───── PROVIDED RECORDS

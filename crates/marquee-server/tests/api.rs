use marquee_config::Config;
use marquee_core::Services;
use marquee_server::{build_router, AppState};
use marquee_store::{EmbeddedStore, LogMailer};
use reqwest::header::{COOKIE, LOCATION, SET_COOKIE};
use reqwest::{Client, StatusCode};
use serde_json::{json, Value};
use std::sync::Arc;
use tokio::net::TcpListener;

const ADMIN: &str = "admin@example.com";

struct TestServer {
    base: String,
    client: Client,
    mailer: Arc<LogMailer>,
}

impl TestServer {
    async fn start() -> Self {
        let mut config = Config::default();
        config.auth.admin_emails = vec![ADMIN.to_string()];
        config.server.secure_cookies = false;

        let mailer = Arc::new(LogMailer::new());
        let services = Services::new(
            &config,
            Arc::new(EmbeddedStore::in_memory()),
            mailer.clone(),
            "integration-secret",
        )
        .expect("services");
        let app = build_router(AppState::new(services, &config), &[]);

        let listener = TcpListener::bind("127.0.0.1:0").await.expect("bind");
        let addr = listener.local_addr().expect("addr");
        tokio::spawn(async move {
            axum::serve(listener, app).await.expect("serve");
        });

        let client = Client::builder()
            .redirect(reqwest::redirect::Policy::none())
            .build()
            .expect("client");
        Self {
            base: format!("http://{}", addr),
            client,
            mailer,
        }
    }

    fn url(&self, path: &str) -> String {
        format!("{}{}", self.base, path)
    }

    async fn post(&self, path: &str, body: Value, cookie: Option<&str>) -> reqwest::Response {
        let mut request = self.client.post(self.url(path)).json(&body);
        if let Some(cookie) = cookie {
            request = request.header(COOKIE, cookie);
        }
        request.send().await.expect("request")
    }

    /// Full OTP round trip, returning the `Cookie` header to send back
    async fn login(&self) -> String {
        let res = self.post("/api/send-otp", json!({ "email": ADMIN }), None).await;
        assert_eq!(res.status(), StatusCode::OK);

        let message = self.mailer.last_message_to(ADMIN).await.expect("otp email");
        let code = message
            .text
            .strip_prefix("Your OTP is: ")
            .and_then(|rest| rest.get(..6))
            .expect("code in email")
            .to_string();

        let res = self
            .post("/api/verify-otp", json!({ "email": ADMIN, "otp": code }), None)
            .await;
        assert_eq!(res.status(), StatusCode::OK);
        let set_cookie = res
            .headers()
            .get(SET_COOKIE)
            .and_then(|v| v.to_str().ok())
            .expect("session cookie")
            .to_string();
        assert!(set_cookie.starts_with("admin-session=admin@example.com."));
        assert!(set_cookie.contains("HttpOnly"));
        assert!(set_cookie.contains("SameSite=Lax"));
        assert!(set_cookie.contains("Max-Age=1800"));

        set_cookie.split(';').next().expect("pair").to_string()
    }

    async fn create_movie(&self, cookie: &str) -> String {
        let res = self
            .post("/api/admin/movies", json!({ "title": "Dune", "embedLink": "https://youtu.be/abc" }), Some(cookie))
            .await;
        assert_eq!(res.status(), StatusCode::CREATED);
        let movie: Value = res.json().await.expect("movie json");
        assert_eq!(movie["embedLink"], "https://www.youtube.com/embed/abc");
        movie["id"].as_str().expect("id").to_string()
    }
}

#[tokio::test]
async fn admin_pages_redirect_and_api_rejects_without_session() {
    let server = TestServer::start().await;

    let res = server.client.get(server.url("/admin")).send().await.unwrap();
    assert_eq!(res.status(), StatusCode::SEE_OTHER);
    assert_eq!(res.headers().get(LOCATION).unwrap(), "/admin/login");
    assert!(res.headers().contains_key("x-request-id"));

    for path in ["/admin/", "/admin/movies", "/admin/premieres/p1/tickets"] {
        let res = server.client.get(server.url(path)).send().await.unwrap();
        assert_eq!(res.status(), StatusCode::SEE_OTHER, "{}", path);
        assert_eq!(res.headers().get(LOCATION).unwrap(), "/admin/login");
    }

    let res = server.client.get(server.url("/admin/login")).send().await.unwrap();
    assert_eq!(res.status(), StatusCode::OK);

    let res = server.client.get(server.url("/api/admin/dashboard")).send().await.unwrap();
    assert_eq!(res.status(), StatusCode::UNAUTHORIZED);
    let body: Value = res.json().await.unwrap();
    assert_eq!(body["success"], false);

    let res = server
        .client
        .get(server.url("/api/admin/dashboard"))
        .header(COOKIE, "admin-session=admin@example.com.badsig")
        .send()
        .await
        .unwrap();
    assert_eq!(res.status(), StatusCode::UNAUTHORIZED);
}

#[tokio::test]
async fn otp_request_errors_map_to_status_codes() {
    let server = TestServer::start().await;

    let res = server.post("/api/send-otp", json!({ "email": "" }), None).await;
    assert_eq!(res.status(), StatusCode::BAD_REQUEST);

    let res = server.post("/api/send-otp", json!({ "email": "viewer@example.com" }), None).await;
    assert_eq!(res.status(), StatusCode::FORBIDDEN);

    let res = server.post("/api/send-otp", json!({ "email": ADMIN }), None).await;
    assert_eq!(res.status(), StatusCode::OK);
    let res = server.post("/api/send-otp", json!({ "email": ADMIN }), None).await;
    assert_eq!(res.status(), StatusCode::TOO_MANY_REQUESTS);
    let body: Value = res.json().await.unwrap();
    assert_eq!(body["error"], "Wait before requesting new OTP.");

    let res = server
        .post("/api/verify-otp", json!({ "email": ADMIN, "otp": "000000x" }), None)
        .await;
    assert_eq!(res.status(), StatusCode::UNAUTHORIZED);
    let body: Value = res.json().await.unwrap();
    assert_eq!(body["error"], "Invalid or expired OTP");
}

#[tokio::test]
async fn login_grants_admin_access_until_logout() {
    let server = TestServer::start().await;
    let cookie = server.login().await;

    let res = server
        .client
        .get(server.url("/admin"))
        .header(COOKIE, &cookie)
        .send()
        .await
        .unwrap();
    assert_eq!(res.status(), StatusCode::OK);

    let res = server
        .client
        .get(server.url("/admin/movies"))
        .header(COOKIE, &cookie)
        .send()
        .await
        .unwrap();
    assert_eq!(res.status(), StatusCode::NOT_FOUND);

    let res = server
        .client
        .get(server.url("/api/admin/session"))
        .header(COOKIE, &cookie)
        .send()
        .await
        .unwrap();
    let body: Value = res.json().await.unwrap();
    assert_eq!(body["email"], ADMIN);

    let res = server.post("/api/logout", json!({}), Some(&cookie)).await;
    assert_eq!(res.status(), StatusCode::OK);
    let cleared = res.headers().get(SET_COOKIE).unwrap().to_str().unwrap();
    assert!(cleared.starts_with("admin-session=;"));
    assert!(cleared.contains("Max-Age=0"));
}

#[tokio::test]
async fn ratings_and_views_are_per_device() {
    let server = TestServer::start().await;
    let cookie = server.login().await;
    let movie_id = server.create_movie(&cookie).await;

    for _ in 0..2 {
        let res = server
            .post(&format!("/api/movies/{}/views", movie_id), json!({ "deviceId": "dev-1" }), None)
            .await;
        assert_eq!(res.status(), StatusCode::OK);
    }
    let res = server
        .post(&format!("/api/movies/{}/views", movie_id), json!({ "deviceId": "dev-2" }), None)
        .await;
    let outcome: Value = res.json().await.unwrap();
    assert_eq!(outcome["counted"], true);
    assert_eq!(outcome["views"], 2);

    for rating in [2, 5] {
        let res = server
            .client
            .put(server.url(&format!("/api/movies/{}/ratings", movie_id)))
            .json(&json!({ "deviceId": "dev-1", "rating": rating }))
            .send()
            .await
            .unwrap();
        assert_eq!(res.status(), StatusCode::OK);
    }
    let res = server
        .client
        .get(server.url(&format!("/api/movies/{}/ratings?deviceId=dev-1", movie_id)))
        .send()
        .await
        .unwrap();
    let summary: Value = res.json().await.unwrap();
    assert_eq!(summary["realCount"], 1);
    assert_eq!(summary["deviceRating"], 5);

    let res = server
        .client
        .put(server.url(&format!("/api/movies/{}/ratings", movie_id)))
        .json(&json!({ "deviceId": "dev-1", "rating": 6 }))
        .send()
        .await
        .unwrap();
    assert_eq!(res.status(), StatusCode::BAD_REQUEST);

    let res = server.client.get(server.url("/api/movies/missing")).send().await.unwrap();
    assert_eq!(res.status(), StatusCode::NOT_FOUND);
}

#[tokio::test]
async fn tickets_redeem_once() {
    let server = TestServer::start().await;
    let cookie = server.login().await;
    let movie_id = server.create_movie(&cookie).await;

    let res = server
        .post(
            "/api/admin/premieres",
            json!({
                "title": "Opening night",
                "movieId": movie_id,
                "startsAt": "2099-01-01T20:00:00Z",
                "endsAt": "2099-01-01T22:00:00Z",
                "policy": "limited",
                "maxSeats": 2
            }),
            Some(&cookie),
        )
        .await;
    assert_eq!(res.status(), StatusCode::CREATED);
    let premiere: Value = res.json().await.unwrap();
    let premiere_id = premiere["id"].as_str().unwrap().to_string();

    let tickets_path = format!("/api/admin/premieres/{}/tickets", premiere_id);
    let res = server.post(&tickets_path, json!({ "count": 3 }), Some(&cookie)).await;
    assert_eq!(res.status(), StatusCode::CONFLICT);

    let res = server.post(&tickets_path, json!({ "count": 2 }), Some(&cookie)).await;
    assert_eq!(res.status(), StatusCode::CREATED);
    let tickets: Value = res.json().await.unwrap();
    let code = tickets[0]["code"].as_str().unwrap().to_string();

    let redeem_path = format!("/api/premieres/{}/redeem", premiere_id);
    let res = server
        .post(&redeem_path, json!({ "code": code.to_lowercase(), "userId": "u1" }), None)
        .await;
    assert_eq!(res.status(), StatusCode::OK);
    let ticket: Value = res.json().await.unwrap();
    assert_eq!(ticket["used"], true);
    assert_eq!(ticket["usedBy"], "u1");

    let res = server
        .post(&redeem_path, json!({ "code": code, "userId": "u2" }), None)
        .await;
    assert_eq!(res.status(), StatusCode::CONFLICT);
    let body: Value = res.json().await.unwrap();
    assert_eq!(body["error"], "Ticket already used");

    let res = server
        .client
        .get(server.url(&format!("{}/export", tickets_path)))
        .header(COOKIE, &cookie)
        .send()
        .await
        .unwrap();
    assert_eq!(res.status(), StatusCode::OK);
    let csv = res.text().await.unwrap();
    assert!(csv.starts_with("premiere_id,code,used,used_by,used_at,created_at"));
    assert_eq!(csv.lines().count(), 3);
}

#[tokio::test]
async fn wishlist_toggle_flips_membership() {
    let server = TestServer::start().await;
    let cookie = server.login().await;
    let movie_id = server.create_movie(&cookie).await;
    let toggle_path = format!("/api/users/u1/wishlist/{}/toggle", movie_id);

    let res = server.post(&toggle_path, json!({}), None).await;
    assert_eq!(res.status(), StatusCode::OK);
    let body: Value = res.json().await.unwrap();
    assert_eq!(body["inWishlist"], true);

    let res = server
        .client
        .get(server.url(&format!("/api/users/u1/wishlist/{}", movie_id)))
        .send()
        .await
        .unwrap();
    let body: Value = res.json().await.unwrap();
    assert_eq!(body["inWishlist"], true);

    let res = server.post(&toggle_path, json!({}), None).await;
    let body: Value = res.json().await.unwrap();
    assert_eq!(body["inWishlist"], false);

    let res = server.client.get(server.url("/api/users/u1/wishlist")).send().await.unwrap();
    let items: Value = res.json().await.unwrap();
    assert_eq!(items.as_array().map(Vec::len), Some(0));

    let res = server
        .post("/api/users/u1/wishlist/missing/toggle", json!({}), None)
        .await;
    assert_eq!(res.status(), StatusCode::NOT_FOUND);
}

──────────

ABOUT THIS TASK: Starting at the top of the data above, repeat every line exactly until the line containing "async fn start()" has been given, then stop.

EXERCISE ANSWER:
filename crates/marquee-server/tests/api.rs
use marquee_config::Config;
use marquee_core::Services;
use marquee_server::{build_router, AppState};
use marquee_store::{EmbeddedStore, LogMailer};
use reqwest::header::{COOKIE, LOCATION, SET_COOKIE};
use reqwest::{Client, StatusCode};
use serde_json::{json, Value};
use std::sync::Arc;
use tokio::net::TcpListener;

const ADMIN: &str = "admin@example.com";

struct TestServer {
    base: String,
    client: Client,
    mailer: Arc<LogMailer>,
}

impl TestServer {
    async fn start() -> Self {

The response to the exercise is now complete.